SOURCE RECORDS:
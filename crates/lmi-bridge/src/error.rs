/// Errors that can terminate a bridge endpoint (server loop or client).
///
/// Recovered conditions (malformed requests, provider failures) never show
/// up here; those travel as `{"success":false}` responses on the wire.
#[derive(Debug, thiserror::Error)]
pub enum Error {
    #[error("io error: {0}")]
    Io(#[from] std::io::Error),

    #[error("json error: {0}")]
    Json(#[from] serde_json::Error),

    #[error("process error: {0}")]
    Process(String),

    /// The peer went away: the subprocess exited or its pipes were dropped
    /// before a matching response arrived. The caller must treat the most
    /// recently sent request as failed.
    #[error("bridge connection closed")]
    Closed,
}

==

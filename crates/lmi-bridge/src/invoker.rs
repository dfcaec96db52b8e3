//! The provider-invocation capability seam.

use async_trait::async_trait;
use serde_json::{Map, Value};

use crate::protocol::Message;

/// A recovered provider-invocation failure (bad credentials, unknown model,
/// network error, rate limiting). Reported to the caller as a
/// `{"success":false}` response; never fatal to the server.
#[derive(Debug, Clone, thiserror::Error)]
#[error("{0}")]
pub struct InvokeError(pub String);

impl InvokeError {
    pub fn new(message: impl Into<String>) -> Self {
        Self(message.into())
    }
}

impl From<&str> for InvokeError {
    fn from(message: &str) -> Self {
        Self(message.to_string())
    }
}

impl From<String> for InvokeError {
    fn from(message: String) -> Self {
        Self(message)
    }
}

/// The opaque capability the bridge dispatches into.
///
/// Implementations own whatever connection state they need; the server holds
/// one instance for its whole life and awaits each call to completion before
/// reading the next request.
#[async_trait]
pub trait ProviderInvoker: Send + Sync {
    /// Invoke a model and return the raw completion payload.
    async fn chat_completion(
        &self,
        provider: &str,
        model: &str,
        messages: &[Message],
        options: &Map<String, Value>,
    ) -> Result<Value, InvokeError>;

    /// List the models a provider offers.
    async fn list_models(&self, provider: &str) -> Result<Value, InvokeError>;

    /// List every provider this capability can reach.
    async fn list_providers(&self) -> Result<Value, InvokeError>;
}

WORK TASK:
Make a list of all lines in the data that contain "capability".

ANSWER FOR THIS EXERCISE:
//! The provider-invocation capability seam.
/// The opaque capability the bridge dispatches into.
    /// List every provider this capability can reach.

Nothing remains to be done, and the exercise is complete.